Authors: Luotao Liu, Feng Huang, Xuan Liu, Zhankun Xiong, Menglu Li, Congzhi Song, Wen Zhang

IJCAI 2023 | Conference PDF | Archive PDF | Plain Text | LLM Run Details

Reproducibility Variable Result LLM Response
Research Type Experimental Extensive experiments show that MCHNN achieves satisfactory performance in DMD association prediction and, more importantly, demonstrate the effectiveness of our devised the multi-view CL on the sparse DMD hypergraph.
Researcher Affiliation Academia College of Informatics, Huazhong Agricultural University, Wuhan 430070, China {luotaoliu, fhuang233, lx666, xiongzk, mengluli, song cz }@webmail.hzau.edu.cn, zhangwen@mail.hzau.edu.cn
Pseudocode No The paper describes the model architecture and methods in text and using mathematical equations, but does not include any clearly labeled 'Pseudocode' or 'Algorithm' blocks.
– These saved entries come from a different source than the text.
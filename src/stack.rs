// Copyright (c) 2025 Steven Rosenthal smr@dt3.org
// See LICENSE file in root directory for license terms.

//! Streams a sequence of equally sized frames into a grid of [PixelStat]
//! accumulators, then finalizes the grid and renders statistics from it.

use std::time::Instant;

use log::{debug, warn};
use rayon::prelude::*;

use crate::error::{Error, Result};
use crate::image_funcs::Frame;
use crate::pixel_stat::PixelStat;
use crate::selector::Selector;

/// Running per-pixel statistics for a stack of frames. Sized from the
/// reference frame; every accepted frame must have the same dimensions.
#[derive(Debug)]
pub struct StackAccumulator {
    width: u32,
    height: u32,
    depth: u32,

    // Row-major, width * height entries.
    stats: Vec<PixelStat>,

    total_weight: f64,
    accepted_count: u32,
    skipped_count: u32,
}

impl StackAccumulator {
    /// `depth` is the bit depth of the reference frame, used when rendering.
    pub fn new(width: u32, height: u32, depth: u32) -> Self {
        let stats = vec![PixelStat::new(); width as usize * height as usize];
        StackAccumulator{width, height, depth, stats,
                         total_weight: 0.0, accepted_count: 0, skipped_count: 0}
    }

    /// Creates an accumulator with the reference frame's dimensions and depth.
    /// The reference frame itself is not accumulated.
    pub fn for_reference(reference: &Frame) -> Self {
        let (width, height) = reference.dimensions();
        StackAccumulator::new(width, height, reference.depth())
    }

    pub fn dimensions(&self) -> (u32, u32) {
        (self.width, self.height)
    }

    pub fn depth(&self) -> u32 {
        self.depth
    }

    /// Sum of the weights of accepted frames.
    pub fn total_weight(&self) -> f64 {
        self.total_weight
    }

    pub fn accepted_count(&self) -> u32 {
        self.accepted_count
    }

    pub fn skipped_count(&self) -> u32 {
        self.skipped_count
    }

    pub fn stats(&self) -> &[PixelStat] {
        &self.stats
    }

    /// Feeds every pixel of `frame`, multiplied by `weight`, into the
    /// accumulator at the same position. A frame whose width or height
    /// differs is rejected with [Error::DimensionMismatch] and contributes
    /// nothing.
    pub fn accumulate(&mut self, weight: f64, frame: &Frame) -> Result<()> {
        let actual = frame.dimensions();
        if actual != (self.width, self.height) {
            self.skipped_count += 1;
            return Err(Error::DimensionMismatch{
                expected: (self.width, self.height), actual});
        }
        let accumulate_start = Instant::now();
        let depth = frame.depth();
        let width = self.width as usize;
        if width > 0 {
            self.stats.par_chunks_mut(width).enumerate().for_each(|(y, row)| {
                for (x, stat) in row.iter_mut().enumerate() {
                    stat.update(depth, frame.sample(x as u32, y as u32), weight);
                }
            });
        }
        self.total_weight += weight;
        self.accepted_count += 1;
        debug!("Accumulated frame {} (weight {}) in {:?}",
               self.accepted_count, weight, accumulate_start.elapsed());
        Ok(())
    }

    /// The divisor that turns running totals into means. With unit weights
    /// (total weight equal to the frame count) each position divides by its
    /// own sample count; otherwise all positions divide by the total weight.
    fn divisor_for(&self, stat: &PixelStat) -> f64 {
        if self.is_unit_weighted() {
            stat.sample_count as f64
        } else {
            self.total_weight
        }
    }

    pub fn is_unit_weighted(&self) -> bool {
        self.total_weight == self.accepted_count as f64
    }

    /// Converts the running totals into means. Consumes the accumulator so
    /// that finalization happens exactly once.
    pub fn finalize(mut self) -> FinalizedStack {
        let finalize_start = Instant::now();
        let mut stats = std::mem::take(&mut self.stats);
        if !self.is_unit_weighted() && !(self.total_weight > 0.0) {
            warn!("Total weight {} of {} frames is not positive; \
                   means will be zero", self.total_weight, self.accepted_count);
            stats.par_iter_mut().for_each(|stat| stat.zero_means());
        } else {
            let acc = &self;
            stats.par_iter_mut().for_each(|stat| {
                let divisor = acc.divisor_for(stat);
                stat.finalize(divisor);
            });
        }
        debug!("Finalized {} positions in {:?}",
               stats.len(), finalize_start.elapsed());
        FinalizedStack{width: self.width, height: self.height,
                       depth: self.depth, stats}
    }
}

/// Per-pixel statistics after finalization; `sum` and `log_sum` hold the
/// arithmetic and geometric means.
#[derive(Debug)]
pub struct FinalizedStack {
    width: u32,
    height: u32,
    depth: u32,
    stats: Vec<PixelStat>,
}

impl FinalizedStack {
    pub fn dimensions(&self) -> (u32, u32) {
        (self.width, self.height)
    }

    pub fn depth(&self) -> u32 {
        self.depth
    }

    pub fn stats(&self) -> &[PixelStat] {
        &self.stats
    }

    pub fn stat(&self, x: u32, y: u32) -> &PixelStat {
        &self.stats[y as usize * self.width as usize + x as usize]
    }

    /// Renders `selector` into a new frame with the reference's dimensions
    /// and bit depth.
    pub fn render(&self, selector: Selector) -> Frame {
        let render_start = Instant::now();
        let depth = self.depth;
        let colors: Vec<[f64; 3]> = self.stats.par_iter()
            .map(|stat| selector.select(stat, depth))
            .collect();
        let width = self.width as usize;
        let frame = Frame::from_fn(self.width, self.height, depth, |x, y| {
            colors[y as usize * width + x as usize]
        });
        debug!("Rendered {} in {:?}", selector, render_start.elapsed());
        frame
    }
}

#[cfg(test)]
mod tests {
    extern crate approx;
    use approx::assert_abs_diff_eq;
    use image::{Rgb, RgbImage};
    use imageproc::rgb_image;
    use super::*;
    use crate::image_funcs::Rgb16Image;
    use crate::pixel_stat::{RED, GREEN, BLUE};

    fn uniform_frame(width: u32, height: u32, value: u8) -> Frame {
        Frame::Rgb8(RgbImage::from_pixel(width, height, Rgb([value; 3])))
    }

    #[test]
    fn test_two_frames_unit_weight() {
        let first = Frame::Rgb8(rgb_image!([10, 10, 10], [1, 2, 3]));
        let second = Frame::Rgb8(rgb_image!([30, 30, 30], [1, 2, 3]));
        let mut acc = StackAccumulator::for_reference(&first);
        acc.accumulate(1.0, &first).unwrap();
        acc.accumulate(1.0, &second).unwrap();
        assert_eq!(acc.accepted_count(), 2);
        assert_eq!(acc.total_weight(), 2.0);
        assert!(acc.is_unit_weighted());

        let finalized = acc.finalize();
        let stat = finalized.stat(0, 0);
        assert_abs_diff_eq!(stat.sum[RED], 20.0, epsilon = 1e-9);
        assert_abs_diff_eq!(stat.log_sum[GREEN], 300_f64.sqrt(), epsilon = 1e-9);

        let avg = finalized.render(Selector::Avg);
        assert_eq!(avg.sample(0, 0), [20.0, 20.0, 20.0]);
        assert_eq!(avg.sample(1, 0), [1.0, 2.0, 3.0]);
        let geoavg = finalized.render(Selector::GeoAvg);
        assert_eq!(geoavg.sample(0, 0), [17.0, 17.0, 17.0]);
        assert_eq!(finalized.render(Selector::Min).sample(0, 0), [10.0; 3]);
        assert_eq!(finalized.render(Selector::Max).sample(0, 0), [30.0; 3]);
        assert_eq!(finalized.render(Selector::Diff).sample(0, 0), [20.0; 3]);
        assert_eq!(finalized.render(Selector::Diff).sample(1, 0), [0.0; 3]);
    }

    #[test]
    fn test_weighted_global_normalization() {
        let frame = uniform_frame(1, 1, 100);
        let mut acc = StackAccumulator::for_reference(&frame);
        for weight in [0.2, 0.3, 0.5] {
            acc.accumulate(weight, &frame).unwrap();
        }
        assert_eq!(acc.accepted_count(), 3);
        assert!(!acc.is_unit_weighted());
        let finalized = acc.finalize();
        let stat = finalized.stat(0, 0);
        for c in [RED, GREEN, BLUE] {
            assert_abs_diff_eq!(stat.sum[c], 100.0, epsilon = 1e-9);
        }
        assert_eq!(finalized.render(Selector::Avg).sample(0, 0), [100.0; 3]);
    }

    #[test]
    fn test_weights_summing_to_count_use_sample_count() {
        let frame = uniform_frame(1, 1, 100);
        let mut acc = StackAccumulator::for_reference(&frame);
        acc.accumulate(0.5, &frame).unwrap();
        acc.accumulate(1.5, &frame).unwrap();
        assert!(acc.is_unit_weighted());
        assert_eq!(acc.divisor_for(&acc.stats()[0]), 2.0);
        let finalized = acc.finalize();
        assert_abs_diff_eq!(finalized.stat(0, 0).sum[RED], 100.0, epsilon = 1e-9);
    }

    #[test]
    fn test_mismatched_frame_skipped() {
        let reference = uniform_frame(2, 2, 50);
        let wider = uniform_frame(3, 2, 200);
        let taller = uniform_frame(2, 3, 200);
        let mut acc = StackAccumulator::for_reference(&reference);
        acc.accumulate(1.0, &reference).unwrap();
        for frame in [&wider, &taller] {
            let err = acc.accumulate(0.7, frame).unwrap_err();
            assert!(err.is_recoverable());
            assert!(matches!(err, Error::DimensionMismatch{..}));
        }
        assert_eq!(acc.accepted_count(), 1);
        assert_eq!(acc.skipped_count(), 2);
        assert_eq!(acc.total_weight(), 1.0);
        for stat in acc.stats() {
            assert_eq!(stat.sample_count, 1);
            assert_eq!(stat.max, [50.0; 3]);
        }
        let finalized = acc.finalize();
        assert_eq!(finalized.render(Selector::Avg).sample(1, 1), [50.0; 3]);
    }

    #[test]
    fn test_histogram_matches_sample_count() {
        let frames = [uniform_frame(2, 1, 0), uniform_frame(2, 1, 255),
                      uniform_frame(2, 1, 128)];
        let mut acc = StackAccumulator::for_reference(&frames[0]);
        for frame in &frames {
            acc.accumulate(1.0, frame).unwrap();
            for stat in acc.stats() {
                for c in [RED, GREEN, BLUE] {
                    assert_eq!(stat.hist[c].iter().sum::<u32>(), stat.sample_count);
                }
            }
        }
        let finalized = acc.finalize();
        let bin0 = finalized.render(Selector::Bin(0));
        let bin8 = finalized.render(Selector::Bin(8));
        let bin15 = finalized.render(Selector::Bin(15));
        // One of three samples in each bucket: 255 / 3 = 85.
        assert_eq!(bin0.sample(0, 0), [85.0; 3]);
        assert_eq!(bin8.sample(1, 0), [85.0; 3]);
        assert_eq!(bin15.sample(0, 0), [85.0; 3]);
        assert_eq!(finalized.render(Selector::Bin(4)).sample(0, 0), [0.0; 3]);
    }

    #[test]
    fn test_zero_channel_geoavg() {
        let first = Frame::Rgb8(rgb_image!([0, 100, 100]));
        let second = Frame::Rgb8(rgb_image!([100, 0, 100]));
        let mut acc = StackAccumulator::for_reference(&first);
        acc.accumulate(1.0, &first).unwrap();
        acc.accumulate(1.0, &second).unwrap();
        let geoavg = acc.finalize().render(Selector::GeoAvg);
        // Channels holding a zero collapse to black; blue is untouched.
        assert_eq!(geoavg.sample(0, 0), [0.0, 0.0, 100.0]);
    }

    #[test]
    fn test_zero_total_weight() {
        let frame = uniform_frame(1, 1, 100);
        let mut acc = StackAccumulator::for_reference(&frame);
        acc.accumulate(0.0, &frame).unwrap();
        acc.accumulate(0.0, &frame).unwrap();
        let finalized = acc.finalize();
        assert_eq!(finalized.render(Selector::Avg).sample(0, 0), [0.0; 3]);
        assert_eq!(finalized.render(Selector::GeoAvg).sample(0, 0), [0.0; 3]);
        assert_eq!(finalized.render(Selector::Bin(6)).sample(0, 0), [255.0; 3]);
    }

    #[test]
    fn test_no_frames_renders_black() {
        let acc = StackAccumulator::new(2, 2, 8);
        let finalized = acc.finalize();
        for selector in Selector::STANDARD {
            let frame = finalized.render(selector);
            assert_eq!(frame.dimensions(), (2, 2));
            assert_eq!(frame.sample(1, 1), [0.0; 3]);
        }
    }

    #[test]
    fn test_render_keeps_reference_depth() {
        let mut img = Rgb16Image::new(1, 1);
        img.put_pixel(0, 0, Rgb([65535, 4096, 1]));
        let frame = Frame::Rgb16(img);
        let mut acc = StackAccumulator::for_reference(&frame);
        acc.accumulate(1.0, &frame).unwrap();
        assert_eq!(acc.depth(), 16);
        let finalized = acc.finalize();
        let max = finalized.render(Selector::Max);
        assert_eq!(max.depth(), 16);
        assert_eq!(max.sample(0, 0), [65535.0, 4096.0, 1.0]);
        assert_eq!(finalized.render(Selector::Bin(15)).sample(0, 0),
                   [65535.0, 0.0, 0.0]);
        assert_eq!(finalized.render(Selector::Bin(1)).sample(0, 0),
                   [0.0, 65535.0, 0.0]);
    }
}  // mod tests.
Open Source Code Yes More detailed settings, source code, data set, and additional results of MCHNN are presented in Supplementary materials1. 1https://github.com/Liuluotao/MCHNN
Open Datasets Yes The drugmicrobe associations are collected from MDAD [Sun et al., 2018], a Biofilm [Rajput et al., 2018], and Drug Virus [Andersen et al., 2020], and the microbe-disease associations are obtained from HMDAD [Ma et al., 2017], Disbiome [Janssens et al., 2018], gut MDisorder [Cheng et al., 2020], and Peryton [Skoufos et al., 2021].
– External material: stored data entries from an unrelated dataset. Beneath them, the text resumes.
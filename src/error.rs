// Copyright (c) 2025 Steven Rosenthal smr@dt3.org
// See LICENSE file in root directory for license terms.

//! Error type shared by the accumulation pipeline.

use std::io;
use std::path::PathBuf;

use thiserror::Error;

#[derive(Debug, Error)]
pub enum Error {
    #[error("No input images given")]
    NoInputs,

    #[error("Failed to open image '{path}': {source}")]
    ImageOpen {
        path: PathBuf,
        #[source]
        source: io::Error,
    },

    #[error("Failed to decode image '{path}': {source}")]
    ImageDecode {
        path: PathBuf,
        #[source]
        source: image::ImageError,
    },

    #[error("Failed to encode image '{path}': {source}")]
    ImageEncode {
        path: PathBuf,
        #[source]
        source: image::ImageError,
    },

    /// The frame's dimensions differ from the reference image. Not fatal; the
    /// frame is skipped.
    #[error("Input dimensions {}x{} do not match output dimensions {}x{}",
            .actual.0, .actual.1, .expected.0, .expected.1)]
    DimensionMismatch {
        expected: (u32, u32),
        actual: (u32, u32),
    },
}

impl Error {
    /// Whether the run can continue past this error.
    pub fn is_recoverable(&self) -> bool {
        matches!(self, Error::DimensionMismatch { .. })
    }
}

pub type Result<T> = std::result::Result<T, Error>;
Dataset Splits Yes We randomly split the dataset into a 90% cross-validation (CV) set and a 10% independent test set. On the CV set, the 5-fold CV is implemented.
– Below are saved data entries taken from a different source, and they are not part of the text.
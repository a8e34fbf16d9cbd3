// Copyright (c) 2025 Steven Rosenthal smr@dt3.org
// See LICENSE file in root directory for license terms.

//! avgimg computes per-pixel statistics across a stack of co-registered
//! images of identical dimensions, and renders images from them: arithmetic
//! mean, geometric mean, minimum, maximum, range (max - min), and the
//! fraction of samples falling in each of 16 histogram buckets per channel.
//!
//! # Algorithm
//!
//! A [pixel_stat::PixelStat] accumulator is kept for every pixel position of
//! the first (reference) image. Each input image is decoded and drained into
//! the accumulators before the next one is read, optionally multiplied by a
//! per-image weight. Once all images are in, the accumulators are finalized
//! exactly once, and each requested statistic is rendered into a fresh image
//! with the reference's dimensions and bit depth.
//!
//! Normalization: when every weight is 1 (more precisely, when the weights
//! add up to the number of accepted images) each position is divided by its
//! own sample count. Otherwise all positions are divided by the total weight.
//!
//! # Caveats
//!
//! * Images whose dimensions differ from the reference are skipped with a
//!   warning rather than resized.
//! * A zero channel value has no logarithm. It contributes
//!   [pixel_stat::LOG_FLOOR] to the geometric mean, so the geometric mean of a
//!   channel that is ever zero renders as (nearly) black.
//! * Histogram buckets use the unweighted sample, while all other statistics
//!   use the weighted sample.
//! * Alpha channels are dropped.

pub mod error;
pub mod image_funcs;
pub mod input;
pub mod pipeline;
pub mod pixel_stat;
pub mod selector;
pub mod stack;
Hardware Specification No No specific hardware details (e.g., GPU/CPU models, processor types, memory amounts, or detailed computer specifications) used for running experiments were found in the paper.
Software Dependencies No The paper mentions software components like 'Deep Chem package' and 'GIN' but does not provide specific version numbers for any software dependencies required to replicate the experiments.
Experiment Setup Yes The number of GIN layer k for drug node attributes and HGNN layer l for hypergraph encoding are both set to 3. In DMD association prediction, the scoring function is a 3-layer MLP with Dropout. We fix α to 0.8 as they produced the best performance in hyper-parameter optimization. Moreover, we employ Adam with a learning rate of 0.005 to optimize the model and adopt early stopping to control the training epochs based on validation loss.